**DATA SUPPLIED**
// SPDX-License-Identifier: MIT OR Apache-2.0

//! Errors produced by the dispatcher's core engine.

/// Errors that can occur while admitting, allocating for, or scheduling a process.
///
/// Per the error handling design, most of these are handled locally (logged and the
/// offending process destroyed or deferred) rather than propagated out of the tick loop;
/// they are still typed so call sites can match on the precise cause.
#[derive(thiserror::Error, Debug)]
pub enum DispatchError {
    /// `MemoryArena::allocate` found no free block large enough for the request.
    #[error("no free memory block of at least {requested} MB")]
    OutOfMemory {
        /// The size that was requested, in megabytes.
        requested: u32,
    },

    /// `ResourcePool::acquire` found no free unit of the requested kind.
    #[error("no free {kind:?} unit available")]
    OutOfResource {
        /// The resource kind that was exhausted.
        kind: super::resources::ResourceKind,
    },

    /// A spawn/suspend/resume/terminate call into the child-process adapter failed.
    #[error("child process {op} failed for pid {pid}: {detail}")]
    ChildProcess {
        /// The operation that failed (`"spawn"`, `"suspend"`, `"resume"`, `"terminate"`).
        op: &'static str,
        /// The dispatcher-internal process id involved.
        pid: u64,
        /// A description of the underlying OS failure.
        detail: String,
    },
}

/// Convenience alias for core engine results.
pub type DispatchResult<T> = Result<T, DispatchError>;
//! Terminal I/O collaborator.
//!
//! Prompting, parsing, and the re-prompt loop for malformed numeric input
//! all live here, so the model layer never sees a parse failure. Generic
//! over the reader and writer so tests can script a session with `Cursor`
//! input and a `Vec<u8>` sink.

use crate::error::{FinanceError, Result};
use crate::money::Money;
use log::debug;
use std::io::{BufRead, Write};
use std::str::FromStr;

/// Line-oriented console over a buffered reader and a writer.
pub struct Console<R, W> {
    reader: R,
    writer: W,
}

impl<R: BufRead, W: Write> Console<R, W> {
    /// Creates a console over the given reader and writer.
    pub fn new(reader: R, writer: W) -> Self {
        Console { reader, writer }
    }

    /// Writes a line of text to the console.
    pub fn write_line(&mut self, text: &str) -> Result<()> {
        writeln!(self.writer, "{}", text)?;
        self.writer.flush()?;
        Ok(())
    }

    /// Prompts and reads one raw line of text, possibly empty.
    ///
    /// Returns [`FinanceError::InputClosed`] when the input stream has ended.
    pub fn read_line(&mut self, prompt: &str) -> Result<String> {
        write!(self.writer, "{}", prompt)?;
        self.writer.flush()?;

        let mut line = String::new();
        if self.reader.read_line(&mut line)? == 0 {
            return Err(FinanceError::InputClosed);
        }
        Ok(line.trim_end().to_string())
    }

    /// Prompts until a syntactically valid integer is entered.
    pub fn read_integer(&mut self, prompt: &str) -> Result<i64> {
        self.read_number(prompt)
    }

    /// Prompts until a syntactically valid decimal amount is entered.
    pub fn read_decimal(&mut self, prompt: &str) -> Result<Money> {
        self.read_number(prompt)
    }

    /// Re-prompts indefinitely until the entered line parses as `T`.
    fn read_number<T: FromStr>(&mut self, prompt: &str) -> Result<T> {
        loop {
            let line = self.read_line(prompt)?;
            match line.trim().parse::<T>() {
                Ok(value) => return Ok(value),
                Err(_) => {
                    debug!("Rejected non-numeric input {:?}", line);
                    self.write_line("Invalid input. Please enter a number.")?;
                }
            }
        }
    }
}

---

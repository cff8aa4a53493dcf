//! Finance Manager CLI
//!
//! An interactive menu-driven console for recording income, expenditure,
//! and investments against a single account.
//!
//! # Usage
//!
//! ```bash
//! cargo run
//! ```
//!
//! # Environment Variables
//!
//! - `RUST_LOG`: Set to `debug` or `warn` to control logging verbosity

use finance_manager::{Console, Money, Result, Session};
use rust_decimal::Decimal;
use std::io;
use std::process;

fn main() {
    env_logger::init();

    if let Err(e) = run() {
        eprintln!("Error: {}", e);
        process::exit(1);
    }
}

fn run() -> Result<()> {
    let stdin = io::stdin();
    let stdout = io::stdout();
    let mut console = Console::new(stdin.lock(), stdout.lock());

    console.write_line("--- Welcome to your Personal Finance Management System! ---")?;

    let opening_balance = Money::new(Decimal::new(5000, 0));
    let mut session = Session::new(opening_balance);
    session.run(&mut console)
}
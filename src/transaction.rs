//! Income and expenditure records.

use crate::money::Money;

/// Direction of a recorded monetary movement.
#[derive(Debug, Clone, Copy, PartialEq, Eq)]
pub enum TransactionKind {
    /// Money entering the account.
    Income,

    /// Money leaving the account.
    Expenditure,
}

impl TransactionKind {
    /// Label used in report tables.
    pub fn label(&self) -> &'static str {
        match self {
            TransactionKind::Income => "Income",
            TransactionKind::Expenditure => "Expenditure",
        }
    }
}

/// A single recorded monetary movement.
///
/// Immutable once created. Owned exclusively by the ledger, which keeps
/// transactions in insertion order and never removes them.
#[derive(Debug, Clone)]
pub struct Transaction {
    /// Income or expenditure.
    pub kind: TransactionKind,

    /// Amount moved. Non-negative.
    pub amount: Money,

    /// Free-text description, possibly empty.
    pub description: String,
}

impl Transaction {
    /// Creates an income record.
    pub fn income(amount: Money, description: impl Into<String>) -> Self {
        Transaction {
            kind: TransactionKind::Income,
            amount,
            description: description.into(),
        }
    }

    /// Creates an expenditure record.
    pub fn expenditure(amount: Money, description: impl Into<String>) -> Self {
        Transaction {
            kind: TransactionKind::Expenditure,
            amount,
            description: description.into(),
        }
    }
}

**EXERCISE INSTRUCTIONS**
The lines to copy are those above that contain the string "stdout".

**RESULT OF THIS EXERCISE**
    let stdout = io::stdout();
    let mut console = Console::new(stdin.lock(), stdout.lock());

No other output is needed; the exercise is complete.